• **How to complete this task**: Below are the records. State how many of their lines contain "retrying", with nothing else.

• **Given information**:

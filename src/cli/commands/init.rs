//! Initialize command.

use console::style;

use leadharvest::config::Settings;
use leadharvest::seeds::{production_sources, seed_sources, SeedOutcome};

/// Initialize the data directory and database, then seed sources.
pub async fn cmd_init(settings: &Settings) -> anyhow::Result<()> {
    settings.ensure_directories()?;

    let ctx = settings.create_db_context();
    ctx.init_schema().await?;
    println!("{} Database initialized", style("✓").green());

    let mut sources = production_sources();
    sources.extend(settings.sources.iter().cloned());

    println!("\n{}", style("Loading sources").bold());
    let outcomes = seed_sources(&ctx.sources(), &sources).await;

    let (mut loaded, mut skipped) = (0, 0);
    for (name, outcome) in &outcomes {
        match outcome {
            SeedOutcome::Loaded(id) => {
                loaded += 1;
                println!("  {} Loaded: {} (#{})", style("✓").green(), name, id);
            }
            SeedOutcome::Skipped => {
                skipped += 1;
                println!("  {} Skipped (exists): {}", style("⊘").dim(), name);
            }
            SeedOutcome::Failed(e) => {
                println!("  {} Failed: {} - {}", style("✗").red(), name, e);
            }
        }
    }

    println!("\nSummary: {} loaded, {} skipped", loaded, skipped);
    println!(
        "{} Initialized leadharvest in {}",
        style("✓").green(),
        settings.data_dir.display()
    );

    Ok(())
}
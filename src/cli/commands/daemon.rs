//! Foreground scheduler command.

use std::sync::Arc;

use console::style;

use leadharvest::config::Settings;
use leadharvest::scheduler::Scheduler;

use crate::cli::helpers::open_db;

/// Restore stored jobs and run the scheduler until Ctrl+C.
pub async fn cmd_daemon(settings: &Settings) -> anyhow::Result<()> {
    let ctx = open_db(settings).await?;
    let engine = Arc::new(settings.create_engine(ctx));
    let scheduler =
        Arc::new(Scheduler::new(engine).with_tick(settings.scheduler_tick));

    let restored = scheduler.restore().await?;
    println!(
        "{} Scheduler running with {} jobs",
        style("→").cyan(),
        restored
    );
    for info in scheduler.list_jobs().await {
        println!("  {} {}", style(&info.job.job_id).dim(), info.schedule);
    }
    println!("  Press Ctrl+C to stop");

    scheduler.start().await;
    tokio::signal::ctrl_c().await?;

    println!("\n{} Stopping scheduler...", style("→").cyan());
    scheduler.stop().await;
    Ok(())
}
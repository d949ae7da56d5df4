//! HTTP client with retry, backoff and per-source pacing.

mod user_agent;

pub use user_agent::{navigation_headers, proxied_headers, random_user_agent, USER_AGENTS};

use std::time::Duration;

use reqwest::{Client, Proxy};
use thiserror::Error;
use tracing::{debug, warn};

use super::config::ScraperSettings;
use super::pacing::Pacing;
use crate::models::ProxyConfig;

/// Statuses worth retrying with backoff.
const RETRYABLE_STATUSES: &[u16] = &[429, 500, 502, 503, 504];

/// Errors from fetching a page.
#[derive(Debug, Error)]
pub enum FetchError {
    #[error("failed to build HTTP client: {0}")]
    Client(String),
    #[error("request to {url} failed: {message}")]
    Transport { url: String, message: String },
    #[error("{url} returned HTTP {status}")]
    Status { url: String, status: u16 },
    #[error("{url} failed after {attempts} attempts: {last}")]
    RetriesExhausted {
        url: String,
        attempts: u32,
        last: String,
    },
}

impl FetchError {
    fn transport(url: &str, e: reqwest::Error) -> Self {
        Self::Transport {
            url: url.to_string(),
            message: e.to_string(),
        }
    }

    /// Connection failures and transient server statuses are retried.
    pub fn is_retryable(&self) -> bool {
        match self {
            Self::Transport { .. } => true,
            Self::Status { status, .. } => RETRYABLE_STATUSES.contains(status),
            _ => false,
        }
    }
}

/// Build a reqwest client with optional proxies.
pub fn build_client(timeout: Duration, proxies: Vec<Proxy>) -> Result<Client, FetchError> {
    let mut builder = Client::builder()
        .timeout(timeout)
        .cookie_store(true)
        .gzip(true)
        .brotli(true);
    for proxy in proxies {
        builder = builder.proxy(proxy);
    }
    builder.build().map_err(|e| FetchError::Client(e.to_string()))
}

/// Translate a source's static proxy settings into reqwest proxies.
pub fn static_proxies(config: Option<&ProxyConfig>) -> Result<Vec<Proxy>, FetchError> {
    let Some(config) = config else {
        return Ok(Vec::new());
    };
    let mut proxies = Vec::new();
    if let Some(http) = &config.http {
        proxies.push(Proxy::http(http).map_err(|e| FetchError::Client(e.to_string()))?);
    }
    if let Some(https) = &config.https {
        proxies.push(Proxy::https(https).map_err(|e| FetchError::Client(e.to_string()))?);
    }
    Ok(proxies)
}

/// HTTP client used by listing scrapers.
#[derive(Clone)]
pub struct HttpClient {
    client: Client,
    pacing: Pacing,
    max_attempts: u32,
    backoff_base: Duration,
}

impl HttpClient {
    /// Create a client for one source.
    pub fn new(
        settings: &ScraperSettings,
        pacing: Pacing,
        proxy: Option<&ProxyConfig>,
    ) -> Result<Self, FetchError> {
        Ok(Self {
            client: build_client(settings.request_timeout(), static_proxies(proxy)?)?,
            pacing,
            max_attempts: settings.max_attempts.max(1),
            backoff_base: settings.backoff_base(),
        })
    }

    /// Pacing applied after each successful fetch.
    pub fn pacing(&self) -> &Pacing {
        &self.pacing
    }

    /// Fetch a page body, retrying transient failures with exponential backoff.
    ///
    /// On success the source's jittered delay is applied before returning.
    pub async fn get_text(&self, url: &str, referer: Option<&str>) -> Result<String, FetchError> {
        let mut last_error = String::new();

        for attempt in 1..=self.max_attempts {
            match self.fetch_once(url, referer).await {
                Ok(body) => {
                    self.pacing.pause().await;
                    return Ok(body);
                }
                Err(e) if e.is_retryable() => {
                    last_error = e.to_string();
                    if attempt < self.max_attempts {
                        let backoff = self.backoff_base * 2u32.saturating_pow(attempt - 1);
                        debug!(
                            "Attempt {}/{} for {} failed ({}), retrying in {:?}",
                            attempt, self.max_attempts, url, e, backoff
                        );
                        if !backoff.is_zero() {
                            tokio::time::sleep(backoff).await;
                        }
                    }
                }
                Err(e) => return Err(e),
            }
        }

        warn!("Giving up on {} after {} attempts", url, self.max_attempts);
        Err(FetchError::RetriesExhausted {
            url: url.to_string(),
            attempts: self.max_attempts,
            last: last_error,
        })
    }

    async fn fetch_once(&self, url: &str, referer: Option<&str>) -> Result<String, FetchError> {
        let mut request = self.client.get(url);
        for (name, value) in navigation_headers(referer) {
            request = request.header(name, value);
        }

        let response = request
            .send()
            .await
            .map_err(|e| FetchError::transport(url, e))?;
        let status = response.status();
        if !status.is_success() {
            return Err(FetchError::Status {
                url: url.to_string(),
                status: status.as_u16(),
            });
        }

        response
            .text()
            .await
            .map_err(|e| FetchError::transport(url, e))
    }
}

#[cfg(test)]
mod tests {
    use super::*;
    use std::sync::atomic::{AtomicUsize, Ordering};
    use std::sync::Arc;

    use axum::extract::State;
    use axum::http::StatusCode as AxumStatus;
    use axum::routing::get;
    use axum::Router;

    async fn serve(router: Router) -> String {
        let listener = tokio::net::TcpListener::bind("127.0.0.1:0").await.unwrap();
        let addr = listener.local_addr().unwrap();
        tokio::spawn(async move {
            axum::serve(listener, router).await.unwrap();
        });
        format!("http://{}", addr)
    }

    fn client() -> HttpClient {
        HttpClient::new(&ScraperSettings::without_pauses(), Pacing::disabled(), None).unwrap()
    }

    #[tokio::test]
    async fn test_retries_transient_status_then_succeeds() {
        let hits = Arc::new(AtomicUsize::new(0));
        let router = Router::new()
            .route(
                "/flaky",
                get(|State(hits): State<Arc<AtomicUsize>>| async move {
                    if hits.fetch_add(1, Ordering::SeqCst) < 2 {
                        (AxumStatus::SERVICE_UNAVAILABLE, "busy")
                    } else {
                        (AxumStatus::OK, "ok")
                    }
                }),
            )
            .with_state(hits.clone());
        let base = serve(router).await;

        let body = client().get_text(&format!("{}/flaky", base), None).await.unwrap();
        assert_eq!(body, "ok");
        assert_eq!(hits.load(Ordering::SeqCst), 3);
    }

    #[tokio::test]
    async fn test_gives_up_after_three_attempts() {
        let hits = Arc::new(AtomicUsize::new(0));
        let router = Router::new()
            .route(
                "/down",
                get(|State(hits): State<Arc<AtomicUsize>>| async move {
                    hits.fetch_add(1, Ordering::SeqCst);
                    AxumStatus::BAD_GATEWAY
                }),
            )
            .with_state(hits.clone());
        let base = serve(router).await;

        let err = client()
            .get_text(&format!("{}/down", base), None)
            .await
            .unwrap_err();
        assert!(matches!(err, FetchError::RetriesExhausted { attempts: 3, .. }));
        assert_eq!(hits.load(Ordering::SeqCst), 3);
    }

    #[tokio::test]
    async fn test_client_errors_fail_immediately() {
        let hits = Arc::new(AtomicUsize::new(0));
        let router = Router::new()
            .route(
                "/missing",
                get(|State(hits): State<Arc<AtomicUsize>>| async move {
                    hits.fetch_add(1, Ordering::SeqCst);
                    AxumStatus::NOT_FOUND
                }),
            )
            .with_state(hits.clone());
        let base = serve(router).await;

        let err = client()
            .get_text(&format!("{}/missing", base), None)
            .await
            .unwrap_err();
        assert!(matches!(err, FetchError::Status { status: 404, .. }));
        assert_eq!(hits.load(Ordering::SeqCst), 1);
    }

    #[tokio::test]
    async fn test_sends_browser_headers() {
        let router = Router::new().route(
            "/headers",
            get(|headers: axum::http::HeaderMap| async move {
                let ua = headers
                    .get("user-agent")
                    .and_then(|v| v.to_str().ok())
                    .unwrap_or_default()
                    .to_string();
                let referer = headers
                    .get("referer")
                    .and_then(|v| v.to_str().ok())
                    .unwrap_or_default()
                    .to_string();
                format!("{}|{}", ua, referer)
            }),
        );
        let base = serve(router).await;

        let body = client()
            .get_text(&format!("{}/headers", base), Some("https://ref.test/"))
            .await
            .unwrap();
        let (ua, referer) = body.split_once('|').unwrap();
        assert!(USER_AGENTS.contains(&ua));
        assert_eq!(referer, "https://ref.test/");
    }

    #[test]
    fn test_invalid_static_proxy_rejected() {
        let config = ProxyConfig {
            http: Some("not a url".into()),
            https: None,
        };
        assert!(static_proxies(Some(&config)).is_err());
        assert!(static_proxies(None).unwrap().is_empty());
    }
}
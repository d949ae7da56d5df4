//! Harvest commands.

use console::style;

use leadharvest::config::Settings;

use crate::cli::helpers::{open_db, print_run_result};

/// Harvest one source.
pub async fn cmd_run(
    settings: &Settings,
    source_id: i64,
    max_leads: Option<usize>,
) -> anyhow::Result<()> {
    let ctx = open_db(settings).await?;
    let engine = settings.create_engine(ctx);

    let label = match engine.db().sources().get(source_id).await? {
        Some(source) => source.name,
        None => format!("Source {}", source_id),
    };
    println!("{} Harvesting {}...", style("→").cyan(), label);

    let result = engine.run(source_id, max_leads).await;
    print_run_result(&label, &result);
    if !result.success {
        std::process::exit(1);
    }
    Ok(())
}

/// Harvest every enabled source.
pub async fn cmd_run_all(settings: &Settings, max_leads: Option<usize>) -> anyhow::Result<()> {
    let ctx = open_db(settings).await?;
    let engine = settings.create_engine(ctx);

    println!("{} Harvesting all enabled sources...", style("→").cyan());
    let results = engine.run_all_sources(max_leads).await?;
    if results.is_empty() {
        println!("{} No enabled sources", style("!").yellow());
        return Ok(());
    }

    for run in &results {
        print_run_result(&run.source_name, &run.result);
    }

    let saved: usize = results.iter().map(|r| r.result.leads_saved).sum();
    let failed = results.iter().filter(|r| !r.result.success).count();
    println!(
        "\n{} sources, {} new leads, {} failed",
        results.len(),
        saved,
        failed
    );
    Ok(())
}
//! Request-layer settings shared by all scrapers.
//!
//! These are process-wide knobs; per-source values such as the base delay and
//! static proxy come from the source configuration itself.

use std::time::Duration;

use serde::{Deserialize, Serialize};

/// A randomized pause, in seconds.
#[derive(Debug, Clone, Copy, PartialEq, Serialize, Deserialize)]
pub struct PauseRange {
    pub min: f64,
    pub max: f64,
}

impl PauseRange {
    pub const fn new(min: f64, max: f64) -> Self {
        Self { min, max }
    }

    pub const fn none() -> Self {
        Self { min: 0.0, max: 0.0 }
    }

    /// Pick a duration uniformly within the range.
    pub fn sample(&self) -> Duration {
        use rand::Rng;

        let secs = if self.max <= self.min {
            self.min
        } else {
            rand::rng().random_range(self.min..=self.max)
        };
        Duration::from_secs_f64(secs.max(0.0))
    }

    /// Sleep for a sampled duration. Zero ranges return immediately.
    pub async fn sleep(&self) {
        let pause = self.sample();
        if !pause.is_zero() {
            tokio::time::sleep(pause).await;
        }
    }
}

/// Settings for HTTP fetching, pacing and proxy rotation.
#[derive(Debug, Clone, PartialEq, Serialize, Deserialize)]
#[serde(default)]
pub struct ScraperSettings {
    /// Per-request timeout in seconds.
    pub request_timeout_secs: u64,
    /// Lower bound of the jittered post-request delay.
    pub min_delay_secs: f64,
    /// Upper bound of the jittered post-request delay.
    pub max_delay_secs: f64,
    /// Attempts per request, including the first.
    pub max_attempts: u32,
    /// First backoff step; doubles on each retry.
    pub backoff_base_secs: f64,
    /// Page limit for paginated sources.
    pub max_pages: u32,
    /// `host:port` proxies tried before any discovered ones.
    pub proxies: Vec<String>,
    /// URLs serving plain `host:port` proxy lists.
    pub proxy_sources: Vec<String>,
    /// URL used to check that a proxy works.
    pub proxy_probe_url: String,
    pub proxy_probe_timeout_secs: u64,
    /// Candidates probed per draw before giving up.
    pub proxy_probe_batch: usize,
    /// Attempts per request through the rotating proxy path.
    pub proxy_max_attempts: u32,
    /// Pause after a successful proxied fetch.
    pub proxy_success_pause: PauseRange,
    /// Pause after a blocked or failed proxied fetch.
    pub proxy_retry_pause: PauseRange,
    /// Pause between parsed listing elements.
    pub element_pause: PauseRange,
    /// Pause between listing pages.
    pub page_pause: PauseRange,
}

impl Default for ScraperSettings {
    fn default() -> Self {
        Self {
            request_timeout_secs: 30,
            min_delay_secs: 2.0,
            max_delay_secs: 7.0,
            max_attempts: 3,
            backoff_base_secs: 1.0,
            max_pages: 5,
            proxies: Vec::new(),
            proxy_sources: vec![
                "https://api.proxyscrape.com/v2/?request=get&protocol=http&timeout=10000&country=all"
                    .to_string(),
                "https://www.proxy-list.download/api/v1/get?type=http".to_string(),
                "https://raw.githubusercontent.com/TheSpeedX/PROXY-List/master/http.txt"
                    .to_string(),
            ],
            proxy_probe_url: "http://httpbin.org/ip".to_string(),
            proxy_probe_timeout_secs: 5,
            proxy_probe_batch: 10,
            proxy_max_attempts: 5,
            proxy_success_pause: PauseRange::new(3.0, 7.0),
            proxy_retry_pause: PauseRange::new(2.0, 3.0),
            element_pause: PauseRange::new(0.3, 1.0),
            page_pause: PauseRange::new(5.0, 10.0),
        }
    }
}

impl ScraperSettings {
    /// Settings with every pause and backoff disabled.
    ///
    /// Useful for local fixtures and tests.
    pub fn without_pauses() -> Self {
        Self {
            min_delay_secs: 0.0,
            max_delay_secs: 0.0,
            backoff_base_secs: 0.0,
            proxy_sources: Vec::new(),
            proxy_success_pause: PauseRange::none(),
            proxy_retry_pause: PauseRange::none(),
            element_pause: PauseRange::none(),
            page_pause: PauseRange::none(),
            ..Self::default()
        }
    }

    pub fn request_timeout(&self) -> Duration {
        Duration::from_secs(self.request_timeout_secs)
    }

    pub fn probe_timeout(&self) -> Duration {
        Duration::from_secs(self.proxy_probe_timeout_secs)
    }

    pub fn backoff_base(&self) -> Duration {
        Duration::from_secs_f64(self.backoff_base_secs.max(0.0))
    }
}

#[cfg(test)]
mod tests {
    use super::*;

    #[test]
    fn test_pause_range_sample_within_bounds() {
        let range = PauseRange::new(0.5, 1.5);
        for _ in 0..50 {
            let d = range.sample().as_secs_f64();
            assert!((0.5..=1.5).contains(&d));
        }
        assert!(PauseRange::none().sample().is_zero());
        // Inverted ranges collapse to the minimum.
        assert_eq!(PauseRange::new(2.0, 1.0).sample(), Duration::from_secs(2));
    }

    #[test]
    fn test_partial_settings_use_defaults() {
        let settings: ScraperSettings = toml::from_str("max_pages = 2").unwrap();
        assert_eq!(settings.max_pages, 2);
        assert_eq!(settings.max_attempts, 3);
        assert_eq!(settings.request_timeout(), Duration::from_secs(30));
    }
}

• **Task output**: 3